Hay algo profundamente revelador en el modo en que la derecha española se enreda con las palabras. Esta semana, el Partido Popular ha cruzado un umbral más en su deriva discursiva: Pedro Sánchez ya no es solo el adversario político al que hay que ganar en las urnas, sino una suerte de amenaza existencial, un enemigo de la patria, una amenaza para la democracia misma.
“Un peligro para España”, ha dicho Alberto Núñez Feijóo, a propósito de unas declaraciones del presidente del Gobierno sobre la actuación de ciertos jueces. Con esa mezcla de tono doctoral y vehemencia impostada que lo caracteriza, Feijóo ha elegido una vez más el camino de la desmesura, ese en el que cualquier crítica institucional se convierte en ataque al Estado y cualquier desacuerdo se traduce en traición.
Y, sin embargo, es el PP quien parece haber renunciado a toda noción de responsabilidad institucional, sustituyendo el debate político por una estrategia tan simple como peligrosa: alarmar, exagerar, caricaturizar. Si algo no les gusta, no es legítimo. Si alguien les gana, es ilegítimo. Si pierden, la democracia está en peligro.
De la crítica legítima al populismo judicial
Lo que Sánchez dijo —y convendría no perderlo de vista— fue una obviedad que muchos dentro y fuera del poder judicial suscriben: que hay jueces que, en ocasiones, parecen actuar más movidos por el cálculo político que por la ley, y que eso erosiona la credibilidad de una institución esencial para la democracia.
Eso no es un ataque al Estado de Derecho, sino un ejercicio de transparencia democrática. Porque una democracia sólida no es aquella que considera infalible a sus jueces, sino la que acepta que también pueden errar y que su labor debe estar sujeta a escrutinio. Y no hay poder que esté por encima del control público: ni el Ejecutivo, ni el Legislativo, ni tampoco el Judicial.
Pero al PP le viene muy bien hacerse el ofendido. Convertirse en defensor de la justicia cuando lo que realmente quiere es usarla como ariete político.

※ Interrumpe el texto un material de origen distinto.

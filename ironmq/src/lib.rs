//! Authenticated, curve-encrypted, multi-part messaging over a
//! brokered ZeroMQ transport.
//!
//! This crate builds the socket, poller, worker, and authenticator
//! layers described by [`ironmq_core`] on top of the real `zmq` crate:
//! wire framing and curve key generation primitives are delegated to
//! libzmq, not reimplemented here.
//!
//! ```rust,no_run
//! use ironmq::context::Context;
//! use ironmq::socket::{Role, Socket};
//! use ironmq_core::message::Message;
//! use ironmq_core::settings::Settings;
//!
//! # fn example() -> ironmq_core::error::Result<()> {
//! let context = Context::new(true);
//! let pusher = Socket::new(&context, Role::Pusher, Settings::default())?;
//! pusher.bind("tcp://*:9000")?;
//!
//! let mut message = Message::new();
//! message.enqueue_text("hello world!");
//! pusher.send(&mut message)?;
//! # Ok(())
//! # }
//! ```

#![warn(missing_docs)]
#![warn(clippy::all)]
#![allow(clippy::module_name_repetitions)]

pub mod authenticator;
pub mod context;
pub mod dev_tracing;
pub mod error;
pub mod poller;
pub mod socket;
pub mod transport;
pub mod worker;

pub use ironmq_core as core;

/// Convenient imports for applications embedding ironmq.
pub mod prelude {
    pub use crate::authenticator::Authenticator;
    pub use crate::context::Context;
    pub use crate::poller::Poller;
    pub use crate::socket::{Role, Socket};
    pub use crate::worker::{ThreadPriority, Worker};
    pub use ironmq_core::error::{Error, Result};
    pub use ironmq_core::keypair::Keypair;
    pub use ironmq_core::message::Message;
    pub use ironmq_core::settings::Settings;
}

Y ahí es donde empieza el peligro: cuando la oposición convierte la crítica legítima en una causa populista, arrastrando a la judicatura al barro partidista.
Una oposición sin proyecto... pero con muchos eslóganes
Desde hace tiempo, Feijóo vive atrapado en el personaje del hombre moderado que grita como si fuera un tertuliano de madrugada. Porque no tiene otra opción: su electorado más radical lo empuja, y su partido, en muchos tramos, ya no sabe distinguir entre estrategia y ruido.
Acusar a Sánchez de ser “jefe de una mafia”, como ha hecho la dirección popular en redes, no es solo irresponsable: es un insulto a la inteligencia de los ciudadanos y una banalización intolerable de lo que significa la corrupción real. Pero en el PP ya no hay freno: si hay que inflamar, se inflama. Si hay que tergiversar, se tergiversa. Y si hay que hacer el ridículo, se hace... con convicción.
Mientras tanto, ninguna propuesta concreta, ningún plan alternativo, ninguna visión de país más allá del desmontaje de lo hecho por el Gobierno. Hablan de “recuperar España” como si alguien la hubiera robado, y repiten que “volverán a entregársela a los españoles”, como si el resto de ciudadanos fuéramos okupas institucionales.
En este paisaje de hipérboles y victimismo, Feijóo intenta mantener su papel. Pero cada vez le cuesta más. Ha perdido el relato, la iniciativa y —lo que es más grave— la posibilidad de ser creíble como alternativa sólida al Ejecutivo. Porque para eso se necesitan ideas, y él solo tiene agravios.
Feijóo sigue confundiendo la política con una sala de prensa judicial, y la democracia con una propiedad privada que solo puede habitar la derecha.